[Activity]: Among the lines below, return each one that contains the word "entries".
━━━ Task inputs
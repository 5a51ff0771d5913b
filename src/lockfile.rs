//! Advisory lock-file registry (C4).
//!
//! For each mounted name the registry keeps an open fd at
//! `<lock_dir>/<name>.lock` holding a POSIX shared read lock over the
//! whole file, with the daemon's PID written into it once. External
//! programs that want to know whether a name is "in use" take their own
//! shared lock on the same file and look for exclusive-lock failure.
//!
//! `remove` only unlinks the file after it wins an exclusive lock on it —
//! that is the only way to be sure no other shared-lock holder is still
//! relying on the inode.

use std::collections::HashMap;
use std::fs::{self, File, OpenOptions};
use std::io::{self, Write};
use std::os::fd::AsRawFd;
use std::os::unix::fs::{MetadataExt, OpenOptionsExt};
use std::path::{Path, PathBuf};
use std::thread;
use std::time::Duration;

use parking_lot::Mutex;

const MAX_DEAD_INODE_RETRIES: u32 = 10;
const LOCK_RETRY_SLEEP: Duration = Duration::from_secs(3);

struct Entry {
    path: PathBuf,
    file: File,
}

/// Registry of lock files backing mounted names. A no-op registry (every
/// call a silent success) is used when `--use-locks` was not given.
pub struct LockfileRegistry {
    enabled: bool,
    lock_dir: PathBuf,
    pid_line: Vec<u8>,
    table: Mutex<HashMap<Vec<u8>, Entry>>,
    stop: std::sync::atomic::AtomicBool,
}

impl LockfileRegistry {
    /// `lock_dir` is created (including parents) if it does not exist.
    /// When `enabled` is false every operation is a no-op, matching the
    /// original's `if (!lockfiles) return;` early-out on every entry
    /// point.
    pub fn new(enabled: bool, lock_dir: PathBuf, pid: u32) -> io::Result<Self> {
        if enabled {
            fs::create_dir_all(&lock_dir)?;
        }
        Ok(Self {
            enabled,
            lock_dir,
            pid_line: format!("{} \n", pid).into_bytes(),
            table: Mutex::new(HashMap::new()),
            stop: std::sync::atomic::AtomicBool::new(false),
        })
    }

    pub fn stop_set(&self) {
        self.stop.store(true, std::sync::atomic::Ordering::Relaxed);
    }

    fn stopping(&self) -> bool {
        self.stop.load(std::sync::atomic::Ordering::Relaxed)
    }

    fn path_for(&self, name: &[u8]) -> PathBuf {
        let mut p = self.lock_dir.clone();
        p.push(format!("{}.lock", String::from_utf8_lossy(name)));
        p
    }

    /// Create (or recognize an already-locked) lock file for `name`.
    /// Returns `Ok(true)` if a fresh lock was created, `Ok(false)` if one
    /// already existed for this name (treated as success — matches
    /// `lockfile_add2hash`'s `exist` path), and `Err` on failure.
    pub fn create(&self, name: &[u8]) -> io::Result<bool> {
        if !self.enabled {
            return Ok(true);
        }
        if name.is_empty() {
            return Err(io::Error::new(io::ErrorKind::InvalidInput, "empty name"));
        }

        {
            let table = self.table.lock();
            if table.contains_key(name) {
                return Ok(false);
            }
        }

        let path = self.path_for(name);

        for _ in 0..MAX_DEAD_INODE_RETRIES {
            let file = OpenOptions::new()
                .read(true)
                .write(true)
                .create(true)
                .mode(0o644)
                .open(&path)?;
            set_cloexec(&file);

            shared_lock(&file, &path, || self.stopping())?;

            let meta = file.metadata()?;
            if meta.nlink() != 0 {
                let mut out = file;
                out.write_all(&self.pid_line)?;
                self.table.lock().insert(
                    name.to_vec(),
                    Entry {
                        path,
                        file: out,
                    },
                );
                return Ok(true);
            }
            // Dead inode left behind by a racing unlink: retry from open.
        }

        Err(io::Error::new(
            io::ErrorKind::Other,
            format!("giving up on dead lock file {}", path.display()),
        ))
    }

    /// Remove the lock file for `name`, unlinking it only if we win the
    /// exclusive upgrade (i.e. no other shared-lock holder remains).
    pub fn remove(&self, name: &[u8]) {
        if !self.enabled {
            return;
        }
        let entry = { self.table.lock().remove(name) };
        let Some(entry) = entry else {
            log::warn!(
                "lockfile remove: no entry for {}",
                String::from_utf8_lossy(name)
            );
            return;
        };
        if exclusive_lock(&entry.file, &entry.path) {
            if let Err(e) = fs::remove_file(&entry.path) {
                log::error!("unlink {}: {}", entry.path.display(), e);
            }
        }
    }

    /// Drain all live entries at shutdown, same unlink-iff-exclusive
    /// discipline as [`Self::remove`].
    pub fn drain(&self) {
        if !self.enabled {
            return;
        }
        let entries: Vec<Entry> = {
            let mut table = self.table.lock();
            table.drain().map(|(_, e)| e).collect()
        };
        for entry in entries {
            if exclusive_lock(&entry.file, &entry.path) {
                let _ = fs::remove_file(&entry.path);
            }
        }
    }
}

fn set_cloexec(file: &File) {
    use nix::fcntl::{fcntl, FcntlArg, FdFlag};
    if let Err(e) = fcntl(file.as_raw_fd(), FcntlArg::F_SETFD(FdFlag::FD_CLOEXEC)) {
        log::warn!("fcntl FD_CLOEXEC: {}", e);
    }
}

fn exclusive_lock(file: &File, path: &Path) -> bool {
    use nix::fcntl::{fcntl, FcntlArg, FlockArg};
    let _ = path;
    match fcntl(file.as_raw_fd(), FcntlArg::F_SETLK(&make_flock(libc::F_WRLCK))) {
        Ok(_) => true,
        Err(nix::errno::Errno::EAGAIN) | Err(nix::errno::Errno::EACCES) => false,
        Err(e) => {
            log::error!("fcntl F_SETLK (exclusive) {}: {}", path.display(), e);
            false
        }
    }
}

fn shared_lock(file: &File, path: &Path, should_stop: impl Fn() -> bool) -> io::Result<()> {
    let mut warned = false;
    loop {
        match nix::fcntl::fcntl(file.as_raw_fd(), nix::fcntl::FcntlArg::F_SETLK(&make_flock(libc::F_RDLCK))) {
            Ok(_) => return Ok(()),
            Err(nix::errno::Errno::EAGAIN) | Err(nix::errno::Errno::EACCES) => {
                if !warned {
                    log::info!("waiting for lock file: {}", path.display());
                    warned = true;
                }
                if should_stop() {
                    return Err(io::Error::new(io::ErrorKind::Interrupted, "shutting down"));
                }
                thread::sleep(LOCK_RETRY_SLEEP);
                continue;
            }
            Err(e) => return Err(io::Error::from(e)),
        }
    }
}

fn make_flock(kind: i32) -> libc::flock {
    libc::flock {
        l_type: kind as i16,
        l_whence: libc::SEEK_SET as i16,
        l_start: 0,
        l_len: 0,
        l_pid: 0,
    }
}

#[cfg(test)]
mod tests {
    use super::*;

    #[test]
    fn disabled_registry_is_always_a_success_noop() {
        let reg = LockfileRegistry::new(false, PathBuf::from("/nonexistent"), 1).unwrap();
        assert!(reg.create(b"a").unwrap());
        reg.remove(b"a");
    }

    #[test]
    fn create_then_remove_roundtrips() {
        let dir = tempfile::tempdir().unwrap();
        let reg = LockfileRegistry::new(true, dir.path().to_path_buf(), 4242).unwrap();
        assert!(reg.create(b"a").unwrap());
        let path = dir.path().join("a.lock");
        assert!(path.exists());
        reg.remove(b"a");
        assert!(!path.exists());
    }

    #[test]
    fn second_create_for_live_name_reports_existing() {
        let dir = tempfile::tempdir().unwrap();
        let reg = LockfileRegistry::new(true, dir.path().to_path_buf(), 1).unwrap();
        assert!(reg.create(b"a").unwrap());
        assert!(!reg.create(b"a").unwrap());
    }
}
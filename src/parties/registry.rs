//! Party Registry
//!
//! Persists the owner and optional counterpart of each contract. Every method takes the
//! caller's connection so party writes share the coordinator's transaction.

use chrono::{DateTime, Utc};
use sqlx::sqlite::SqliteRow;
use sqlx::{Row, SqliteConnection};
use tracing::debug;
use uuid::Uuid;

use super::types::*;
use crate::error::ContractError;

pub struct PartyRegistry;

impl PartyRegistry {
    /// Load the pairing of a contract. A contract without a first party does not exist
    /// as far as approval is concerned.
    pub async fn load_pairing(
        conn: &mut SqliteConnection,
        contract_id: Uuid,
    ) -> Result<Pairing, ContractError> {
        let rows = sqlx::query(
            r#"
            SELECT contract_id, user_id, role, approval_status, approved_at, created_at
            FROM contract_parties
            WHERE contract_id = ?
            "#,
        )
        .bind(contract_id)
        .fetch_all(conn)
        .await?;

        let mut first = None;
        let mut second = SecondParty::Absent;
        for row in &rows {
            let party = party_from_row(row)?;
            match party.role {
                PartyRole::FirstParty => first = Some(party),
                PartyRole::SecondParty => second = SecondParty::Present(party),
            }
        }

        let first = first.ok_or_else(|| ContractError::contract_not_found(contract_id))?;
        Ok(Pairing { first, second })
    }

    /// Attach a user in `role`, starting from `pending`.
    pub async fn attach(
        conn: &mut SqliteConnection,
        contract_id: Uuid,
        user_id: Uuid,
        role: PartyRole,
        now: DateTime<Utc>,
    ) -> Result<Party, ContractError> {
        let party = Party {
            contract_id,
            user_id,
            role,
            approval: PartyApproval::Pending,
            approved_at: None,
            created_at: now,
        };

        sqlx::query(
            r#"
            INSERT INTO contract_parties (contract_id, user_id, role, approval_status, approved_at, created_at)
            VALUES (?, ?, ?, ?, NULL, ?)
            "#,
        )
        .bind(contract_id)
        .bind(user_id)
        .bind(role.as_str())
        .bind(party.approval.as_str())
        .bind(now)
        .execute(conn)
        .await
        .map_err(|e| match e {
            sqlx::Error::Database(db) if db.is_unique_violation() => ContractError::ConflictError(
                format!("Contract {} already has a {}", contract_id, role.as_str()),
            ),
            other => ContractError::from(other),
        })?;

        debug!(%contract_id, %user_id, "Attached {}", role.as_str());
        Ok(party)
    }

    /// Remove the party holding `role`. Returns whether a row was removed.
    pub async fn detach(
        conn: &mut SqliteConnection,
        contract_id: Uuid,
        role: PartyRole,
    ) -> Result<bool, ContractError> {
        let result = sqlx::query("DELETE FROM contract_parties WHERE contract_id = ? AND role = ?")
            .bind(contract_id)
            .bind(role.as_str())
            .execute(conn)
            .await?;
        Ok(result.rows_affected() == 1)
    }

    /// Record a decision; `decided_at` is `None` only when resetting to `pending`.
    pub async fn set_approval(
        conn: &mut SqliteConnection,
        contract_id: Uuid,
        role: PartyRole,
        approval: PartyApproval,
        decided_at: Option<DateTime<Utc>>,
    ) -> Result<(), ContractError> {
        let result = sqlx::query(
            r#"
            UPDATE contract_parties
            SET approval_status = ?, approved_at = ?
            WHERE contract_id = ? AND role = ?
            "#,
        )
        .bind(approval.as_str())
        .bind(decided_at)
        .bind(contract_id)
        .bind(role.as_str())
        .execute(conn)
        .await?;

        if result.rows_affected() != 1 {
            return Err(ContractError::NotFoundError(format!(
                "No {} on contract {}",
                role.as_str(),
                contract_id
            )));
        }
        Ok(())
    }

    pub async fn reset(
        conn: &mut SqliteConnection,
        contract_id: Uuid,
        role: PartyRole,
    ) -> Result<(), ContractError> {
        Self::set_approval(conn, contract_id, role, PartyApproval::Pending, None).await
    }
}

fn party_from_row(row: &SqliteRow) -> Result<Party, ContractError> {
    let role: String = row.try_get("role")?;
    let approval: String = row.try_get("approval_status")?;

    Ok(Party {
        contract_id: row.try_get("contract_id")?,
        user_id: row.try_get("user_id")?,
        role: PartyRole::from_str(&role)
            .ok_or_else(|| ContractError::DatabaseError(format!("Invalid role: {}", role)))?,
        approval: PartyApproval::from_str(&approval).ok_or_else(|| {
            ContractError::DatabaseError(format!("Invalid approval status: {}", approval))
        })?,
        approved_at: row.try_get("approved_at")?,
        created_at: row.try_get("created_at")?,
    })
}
━━━━━━
━━━ Task inputs
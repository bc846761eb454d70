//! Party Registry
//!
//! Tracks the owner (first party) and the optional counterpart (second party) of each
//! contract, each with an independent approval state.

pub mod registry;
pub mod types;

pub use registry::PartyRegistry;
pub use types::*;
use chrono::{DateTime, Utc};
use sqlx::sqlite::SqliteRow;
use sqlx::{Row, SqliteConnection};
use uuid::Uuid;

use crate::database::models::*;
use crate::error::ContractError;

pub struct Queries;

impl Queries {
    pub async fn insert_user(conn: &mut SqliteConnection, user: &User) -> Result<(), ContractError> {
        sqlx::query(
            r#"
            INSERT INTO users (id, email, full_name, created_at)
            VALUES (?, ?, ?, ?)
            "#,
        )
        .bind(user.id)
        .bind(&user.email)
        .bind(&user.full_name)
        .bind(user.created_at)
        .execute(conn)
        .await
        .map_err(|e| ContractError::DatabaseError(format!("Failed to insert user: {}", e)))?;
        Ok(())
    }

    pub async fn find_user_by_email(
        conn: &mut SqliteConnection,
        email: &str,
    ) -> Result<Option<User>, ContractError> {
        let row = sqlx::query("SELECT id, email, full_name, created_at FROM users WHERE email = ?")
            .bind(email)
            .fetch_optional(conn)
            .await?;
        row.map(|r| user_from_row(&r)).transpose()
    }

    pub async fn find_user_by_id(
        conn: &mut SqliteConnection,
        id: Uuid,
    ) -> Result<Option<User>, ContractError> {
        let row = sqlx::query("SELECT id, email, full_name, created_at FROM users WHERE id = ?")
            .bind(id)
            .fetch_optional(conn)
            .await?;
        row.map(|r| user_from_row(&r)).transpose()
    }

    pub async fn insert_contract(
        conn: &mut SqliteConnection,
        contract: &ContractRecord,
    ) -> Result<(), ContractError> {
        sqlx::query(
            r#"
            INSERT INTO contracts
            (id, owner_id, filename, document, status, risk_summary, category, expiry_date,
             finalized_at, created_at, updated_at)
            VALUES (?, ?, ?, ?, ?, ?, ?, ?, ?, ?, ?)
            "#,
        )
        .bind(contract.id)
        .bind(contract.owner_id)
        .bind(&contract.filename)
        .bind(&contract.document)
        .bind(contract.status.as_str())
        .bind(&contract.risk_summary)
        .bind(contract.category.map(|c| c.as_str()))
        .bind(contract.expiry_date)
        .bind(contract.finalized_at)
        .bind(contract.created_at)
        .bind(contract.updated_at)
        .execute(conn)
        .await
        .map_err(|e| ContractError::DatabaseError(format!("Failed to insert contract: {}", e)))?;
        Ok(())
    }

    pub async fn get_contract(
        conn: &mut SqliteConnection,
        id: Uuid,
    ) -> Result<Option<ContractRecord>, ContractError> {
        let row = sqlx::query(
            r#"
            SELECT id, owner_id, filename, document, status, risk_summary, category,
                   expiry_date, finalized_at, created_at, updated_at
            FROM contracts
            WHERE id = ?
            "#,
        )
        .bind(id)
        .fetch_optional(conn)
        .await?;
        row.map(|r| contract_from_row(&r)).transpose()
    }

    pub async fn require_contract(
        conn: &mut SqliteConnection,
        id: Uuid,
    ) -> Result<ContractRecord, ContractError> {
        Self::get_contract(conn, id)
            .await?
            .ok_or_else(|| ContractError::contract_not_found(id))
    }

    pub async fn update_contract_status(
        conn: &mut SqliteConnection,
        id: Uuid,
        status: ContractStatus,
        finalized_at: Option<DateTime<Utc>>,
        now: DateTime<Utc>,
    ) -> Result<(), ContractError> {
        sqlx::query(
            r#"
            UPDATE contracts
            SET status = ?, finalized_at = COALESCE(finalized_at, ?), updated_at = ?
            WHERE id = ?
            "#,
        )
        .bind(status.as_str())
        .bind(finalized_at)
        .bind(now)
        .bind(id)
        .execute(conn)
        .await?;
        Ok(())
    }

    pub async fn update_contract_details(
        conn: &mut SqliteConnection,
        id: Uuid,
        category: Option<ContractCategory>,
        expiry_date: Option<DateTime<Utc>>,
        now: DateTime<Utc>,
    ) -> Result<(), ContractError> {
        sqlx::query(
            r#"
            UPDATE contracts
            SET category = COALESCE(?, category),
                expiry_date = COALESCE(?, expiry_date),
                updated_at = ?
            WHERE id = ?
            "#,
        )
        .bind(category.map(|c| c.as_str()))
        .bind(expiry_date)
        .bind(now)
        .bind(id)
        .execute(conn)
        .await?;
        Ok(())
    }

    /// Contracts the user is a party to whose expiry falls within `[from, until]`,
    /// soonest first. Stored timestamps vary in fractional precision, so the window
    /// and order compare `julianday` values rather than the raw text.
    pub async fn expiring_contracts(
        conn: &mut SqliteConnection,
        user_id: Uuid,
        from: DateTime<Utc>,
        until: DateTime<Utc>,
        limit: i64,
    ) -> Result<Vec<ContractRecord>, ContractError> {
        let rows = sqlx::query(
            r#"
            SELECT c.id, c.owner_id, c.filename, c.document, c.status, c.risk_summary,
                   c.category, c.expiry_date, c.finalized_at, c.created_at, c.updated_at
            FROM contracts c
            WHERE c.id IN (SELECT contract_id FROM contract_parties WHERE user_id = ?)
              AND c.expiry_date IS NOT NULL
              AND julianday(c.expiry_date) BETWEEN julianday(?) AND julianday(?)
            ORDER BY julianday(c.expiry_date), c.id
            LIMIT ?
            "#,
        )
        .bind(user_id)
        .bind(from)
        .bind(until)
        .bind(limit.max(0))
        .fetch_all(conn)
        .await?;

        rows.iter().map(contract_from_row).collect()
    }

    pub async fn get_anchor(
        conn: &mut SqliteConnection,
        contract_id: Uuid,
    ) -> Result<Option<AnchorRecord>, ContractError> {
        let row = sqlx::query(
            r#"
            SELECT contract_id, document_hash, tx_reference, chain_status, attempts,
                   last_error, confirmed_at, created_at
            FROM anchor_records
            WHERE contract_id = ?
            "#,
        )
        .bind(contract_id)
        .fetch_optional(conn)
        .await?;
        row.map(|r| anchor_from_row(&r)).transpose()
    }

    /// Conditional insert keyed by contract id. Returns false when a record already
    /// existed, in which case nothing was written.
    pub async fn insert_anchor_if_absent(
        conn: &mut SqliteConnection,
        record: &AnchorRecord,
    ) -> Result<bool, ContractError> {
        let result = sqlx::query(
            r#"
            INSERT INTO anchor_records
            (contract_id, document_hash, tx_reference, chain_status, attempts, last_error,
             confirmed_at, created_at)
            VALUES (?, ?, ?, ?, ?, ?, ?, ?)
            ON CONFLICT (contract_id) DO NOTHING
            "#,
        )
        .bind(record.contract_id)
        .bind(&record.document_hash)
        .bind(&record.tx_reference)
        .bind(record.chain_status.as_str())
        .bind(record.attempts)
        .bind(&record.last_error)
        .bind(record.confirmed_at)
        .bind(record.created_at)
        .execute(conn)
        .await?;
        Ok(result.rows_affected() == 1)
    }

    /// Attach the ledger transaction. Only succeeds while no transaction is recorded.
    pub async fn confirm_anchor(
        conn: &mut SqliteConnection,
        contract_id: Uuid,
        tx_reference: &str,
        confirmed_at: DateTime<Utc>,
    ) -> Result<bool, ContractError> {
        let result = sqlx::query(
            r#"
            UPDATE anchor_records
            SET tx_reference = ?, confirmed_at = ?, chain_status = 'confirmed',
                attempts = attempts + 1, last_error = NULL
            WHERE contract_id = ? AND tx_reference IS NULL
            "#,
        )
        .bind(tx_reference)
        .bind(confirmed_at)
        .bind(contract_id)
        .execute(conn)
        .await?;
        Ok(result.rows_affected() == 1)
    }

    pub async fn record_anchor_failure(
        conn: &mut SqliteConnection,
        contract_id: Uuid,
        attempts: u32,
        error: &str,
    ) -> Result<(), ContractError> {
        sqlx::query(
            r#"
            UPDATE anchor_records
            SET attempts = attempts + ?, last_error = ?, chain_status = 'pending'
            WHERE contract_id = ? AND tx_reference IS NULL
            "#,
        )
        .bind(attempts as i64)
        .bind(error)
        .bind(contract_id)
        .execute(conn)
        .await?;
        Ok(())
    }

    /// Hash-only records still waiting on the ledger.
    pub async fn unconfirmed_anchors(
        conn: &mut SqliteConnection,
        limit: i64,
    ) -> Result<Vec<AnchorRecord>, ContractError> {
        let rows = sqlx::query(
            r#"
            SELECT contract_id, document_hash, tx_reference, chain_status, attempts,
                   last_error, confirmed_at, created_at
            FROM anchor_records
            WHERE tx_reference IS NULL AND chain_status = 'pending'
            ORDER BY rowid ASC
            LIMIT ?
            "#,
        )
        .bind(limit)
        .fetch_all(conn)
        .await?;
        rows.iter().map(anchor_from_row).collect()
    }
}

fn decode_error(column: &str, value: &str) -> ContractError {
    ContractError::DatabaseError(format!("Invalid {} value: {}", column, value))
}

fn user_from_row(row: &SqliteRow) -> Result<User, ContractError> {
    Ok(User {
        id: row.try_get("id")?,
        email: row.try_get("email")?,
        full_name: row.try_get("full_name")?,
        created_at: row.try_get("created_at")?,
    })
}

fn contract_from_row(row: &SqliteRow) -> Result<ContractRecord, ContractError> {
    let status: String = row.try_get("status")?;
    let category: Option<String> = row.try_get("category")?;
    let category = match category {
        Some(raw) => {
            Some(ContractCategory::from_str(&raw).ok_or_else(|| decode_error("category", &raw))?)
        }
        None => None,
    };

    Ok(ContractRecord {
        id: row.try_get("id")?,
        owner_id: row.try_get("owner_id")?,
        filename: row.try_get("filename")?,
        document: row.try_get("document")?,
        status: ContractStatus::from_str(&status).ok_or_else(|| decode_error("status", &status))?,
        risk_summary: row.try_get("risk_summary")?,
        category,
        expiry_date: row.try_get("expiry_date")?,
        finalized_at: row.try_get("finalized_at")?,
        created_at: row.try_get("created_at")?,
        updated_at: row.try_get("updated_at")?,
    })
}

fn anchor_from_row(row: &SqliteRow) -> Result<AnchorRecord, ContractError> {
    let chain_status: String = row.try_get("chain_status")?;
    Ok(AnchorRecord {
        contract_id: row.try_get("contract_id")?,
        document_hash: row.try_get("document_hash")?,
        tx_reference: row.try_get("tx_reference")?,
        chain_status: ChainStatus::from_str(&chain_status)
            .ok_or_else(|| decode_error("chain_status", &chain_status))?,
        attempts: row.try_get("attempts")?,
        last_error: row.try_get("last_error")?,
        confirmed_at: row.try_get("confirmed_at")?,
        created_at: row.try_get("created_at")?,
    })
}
━━━━━━
[The completed task]:
    /// Drain all live entries at shutdown, same unlink-iff-exclusive
        let entries: Vec<Entry> = {
        for entry in entries {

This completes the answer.